Towards improved device design and clinical management: The thrombogenic effect of the fluid dynamics and material surface relationship

Abstract

Medical devices are burdened with complications of thrombosis and hemorrhage. The combined interaction of material surface, local hemodynamics (in particular shear rate), and large-scale thrombosis is poorly understood. First, basic science studies elucidated the relative importance of material surface and shear rate for large-scale bulk thrombus formation in an in vitro setup. The results from these studies were then used to develop a relative thrombogenicity ranking. It was found that relative material surface performance was modulated by shear rate, and that classical low and high shear thrombotic mechanisms were disrupted by artificial surfaces.
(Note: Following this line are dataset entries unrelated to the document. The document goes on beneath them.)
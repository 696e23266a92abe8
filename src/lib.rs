//! Seqtools is a grab bag of generic sequence utilities.
//!
//! The following notes may be useful:
//! - Sequence algorithms borrow slices and return fresh `Vec`s, never mutating input.
//! - The SD codec writes plain-old-data values as `u64`-prefixed chunks in
//!   native byte order, so files are only portable between matching machines.
//! - File reading works at the libc level (rustix), so you can follow man pages.
//! - Assumes a 64 bit unix target, for now at least.
//! - No subscriber is installed; events go through `tracing` if the caller wants them.

#[cfg(not(target_pointer_width = "64"))]
compile_error!("code assumes usize is u64");
#[cfg(not(unix))]
compile_error!("code assumes a unix target");

pub mod ansi;
pub mod boundless;
pub mod enum_array;
pub mod format;
pub mod property;
pub mod sd;
pub mod seq;
#[cfg(test)]
mod test_utils;
pub mod text;

pub use boundless::{Boundless, BoundlessVec};
pub use enum_array::{EnumArray, Enumerated};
Next, thrombogenicity was assessed in current blood-contacting devices and mechanistic understanding was discovered. In Extracorporeal Membrane Oxygenation (ECMO) circuits, it was revealed that the sudden expansions and contractions at connector junctions caused areas of super-low shear and potentiated thrombus in the entire device. In the Sorin Revolution centrifugal pump, the exposed stainless steel bearing surface was identified as a major potentiator of thrombosis. Then the clinical device thrombosis was simulated in vitro and validated against the clinical results, and the in vitro system was able to successfully replicate ECMO and centrifugal pump thrombosis. Finally, two novel devices were proposed to correct current thrombogenicity issues, and tested the prototypes were tested in vitro. The prototypes demonstrated superiority over current devices on the basis of bulk thrombus formation. The results in the context of material surface research and compared with other ranking studies and well as future directions for research are discussed.